Wednesday, April 15, 2009

Spammers - a threat to the environment?


Al Gore must be frowning . . . it seems spammers are sending so much junk e-mail that it's having an effect on the environment!

A report being released Wednesday by security company McAfee finds that spammers are a scourge to your inbox and the environment, generating an astounding 62 trillion junk e-mails in 2008 that wasted enough electricity to power 2.4 million US homes for a year.

The Carbon Footprint of E-mail Spam Report estimated the computational power needed to process spam - from criminals tapping their armies of infected PCs to send it, Internet providers transmitting it, and end users viewing and deleting it.

The report concluded that the electricity needed to process a single spam message results in 0.3 grams of carbon dioxide being released into the atmosphere - the equivalent of driving 3 feet in a car.

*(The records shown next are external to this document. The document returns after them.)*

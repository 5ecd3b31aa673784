//! Discord webhook delivery.

use super::{Notifier, NotifyError};

use async_trait::async_trait;
use serde::Serialize;
use std::time::Duration;

/// Longest `content` a webhook accepts.
pub const DISCORD_CONTENT_LIMIT: usize = 2000;

#[derive(Serialize)]
struct WebhookPayload<'a> {
    content: &'a str,
}

/// Posts messages to Discord webhook URLs.
#[derive(Clone)]
pub struct DiscordNotifier {
    client: reqwest::Client,
    timeout: Duration,
}

impl DiscordNotifier {
    pub fn new(timeout: Duration) -> Result<Self, reqwest::Error> {
        let client = reqwest::Client::builder().timeout(timeout).build()?;
        Ok(Self { client, timeout })
    }
}

#[async_trait]
impl Notifier for DiscordNotifier {
    async fn deliver(&self, endpoint: &str, message: &str) -> Result<(), NotifyError> {
        if endpoint.trim().is_empty() {
            tracing::debug!("No webhook configured, dropping message");
            return Ok(());
        }

        let content = truncate_content(message, DISCORD_CONTENT_LIMIT);
        let response = self
            .client
            .post(endpoint)
            .json(&WebhookPayload { content: &content })
            .send()
            .await
            .map_err(|e| {
                if e.is_timeout() {
                    NotifyError::Timeout(self.timeout)
                } else {
                    NotifyError::Network(e.to_string())
                }
            })?;

        let status = response.status();
        if !status.is_success() {
            return Err(NotifyError::Rejected(status.as_u16()));
        }

        Ok(())
    }
}

/// Cut `message` down to at most `limit` characters, marking the cut.
fn truncate_content(message: &str, limit: usize) -> String {
    if message.chars().count() <= limit {
        return message.to_string();
    }

    let mut out: String = message.chars().take(limit.saturating_sub(1)).collect();
    out.push('…');
    out
}
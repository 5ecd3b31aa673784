//! Calendar module: availability snapshots and the collaborators that
//! produce them.
//!
//! The scheduler only sees the two traits defined here; the HTTP adapter
//! for the reservation site lives in [`tabelog`].

mod tabelog;

pub use tabelog::*;

use async_trait::async_trait;
use chrono::NaiveDate;
use serde::{Deserialize, Serialize};
use std::collections::BTreeMap;
use std::fmt;
use std::time::Duration;
use thiserror::Error;

/// Identifier resolution errors.
#[derive(Error, Debug)]
pub enum ResolveError {
    #[error("resolution timed out after {0:?}")]
    Timeout(Duration),
    #[error("network error: {0}")]
    Network(String),
    #[error("unexpected status {0}")]
    Status(u16),
    #[error("no identifier found on {0}")]
    NotFound(String),
}

/// Snapshot fetch errors.
#[derive(Error, Debug)]
pub enum FetchError {
    #[error("fetch timed out after {0:?}")]
    Timeout(Duration),
    #[error("network error: {0}")]
    Network(String),
    #[error("unexpected status {0}")]
    Status(u16),
    #[error("invalid payload: {0}")]
    Payload(String),
}

/// Availability of a single calendar date.
///
/// Stored and transmitted as its integer code.
#[derive(Debug, Clone, Copy, PartialEq, Eq, Hash, Serialize, Deserialize)]
#[serde(try_from = "u8", into = "u8")]
pub enum Availability {
    Unavailable,
    CallRequired,
    FewLeft,
    Unknown,
    Available,
}

impl Availability {
    pub fn code(self) -> u8 {
        match self {
            Availability::Unavailable => 0,
            Availability::CallRequired => 1,
            Availability::FewLeft => 2,
            Availability::Unknown => 3,
            Availability::Available => 4,
        }
    }

    /// Whether a date newly showing up with this code is worth reporting.
    pub fn is_notable(self) -> bool {
        matches!(
            self,
            Availability::CallRequired | Availability::FewLeft | Availability::Available
        )
    }

    pub fn glyph(self) -> &'static str {
        match self {
            Availability::Unavailable => "❌",
            Availability::CallRequired => "📞",
            Availability::FewLeft => "⚠️",
            Availability::Unknown => "❓",
            Availability::Available => "⭕",
        }
    }
}

impl TryFrom<u8> for Availability {
    type Error = String;

    fn try_from(code: u8) -> Result<Self, Self::Error> {
        match code {
            0 => Ok(Availability::Unavailable),
            1 => Ok(Availability::CallRequired),
            2 => Ok(Availability::FewLeft),
            3 => Ok(Availability::Unknown),
            4 => Ok(Availability::Available),
            other => Err(format!("unknown availability code {}", other)),
        }
    }
}

impl From<Availability> for u8 {
    fn from(a: Availability) -> u8 {
        a.code()
    }
}

impl fmt::Display for Availability {
    fn fmt(&self, f: &mut fmt::Formatter<'_>) -> fmt::Result {
        f.write_str(self.glyph())
    }
}

/// Point-in-time availability for one restaurant, keyed by calendar date.
///
/// Serializes as `{"YYYY-MM-DD": code, ...}` in date order.
#[derive(Debug, Clone, Default, PartialEq, Eq, Serialize, Deserialize)]
#[serde(transparent)]
pub struct Snapshot(BTreeMap<NaiveDate, Availability>);

impl Snapshot {
    pub fn new() -> Self {
        Self::default()
    }

    pub fn insert(&mut self, date: NaiveDate, availability: Availability) {
        self.0.insert(date, availability);
    }

    pub fn get(&self, date: &NaiveDate) -> Option<Availability> {
        self.0.get(date).copied()
    }

    pub fn len(&self) -> usize {
        self.0.len()
    }

    pub fn is_empty(&self) -> bool {
        self.0.is_empty()
    }

    pub fn dates(&self) -> impl Iterator<Item = &NaiveDate> {
        self.0.keys()
    }

    pub fn to_json(&self) -> Result<String, serde_json::Error> {
        serde_json::to_string(self)
    }

    pub fn from_json(s: &str) -> Result<Self, serde_json::Error> {
        serde_json::from_str(s)
    }
}

impl FromIterator<(NaiveDate, Availability)> for Snapshot {
    fn from_iter<I: IntoIterator<Item = (NaiveDate, Availability)>>(iter: I) -> Self {
        Self(iter.into_iter().collect())
    }
}

/// Maps a page reference (e.g. a restaurant URL) to the stable id used for
/// vacancy fetches.
#[async_trait]
pub trait IdentifierResolver: Send + Sync {
    async fn resolve(&self, target_ref: &str) -> Result<String, ResolveError>;
}

/// Fetches the current availability snapshot for a resolved id.
#[async_trait]
pub trait SnapshotProvider: Send + Sync {
    async fn fetch(&self, resolved_id: &str) -> Result<Snapshot, FetchError>;
}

"While the spam that arrives in any individual's inbox may create just a small puff of (carbon dioxide), the puff multiplied by millions of users worldwide adds up," McAfee wrote. McAfee relied on data generated by energy and environmental consultancy ICF International to reach its greenhouse gas estimates.

The report found that almost 80 percent of spam's greenhouse emissions come from the energy that PCs consume while users are viewing, deleting, or sifting through spam looking for legitimate messages.

McAfee says it takes users about three seconds to view and delete a spam message. Although most spam doesn't get through because of sophisticated spam filters, people spend a lot of time - 100 billion user-hours per year - dealing with the messages that do land in inboxes, McAfee estimates.

The findings are significant because most e-mail is spam. The latest figures from Microsoft show that unwanted messages account for 97 percent of all e-mail.

There is one area, however, where spammers might claim the environmental high ground.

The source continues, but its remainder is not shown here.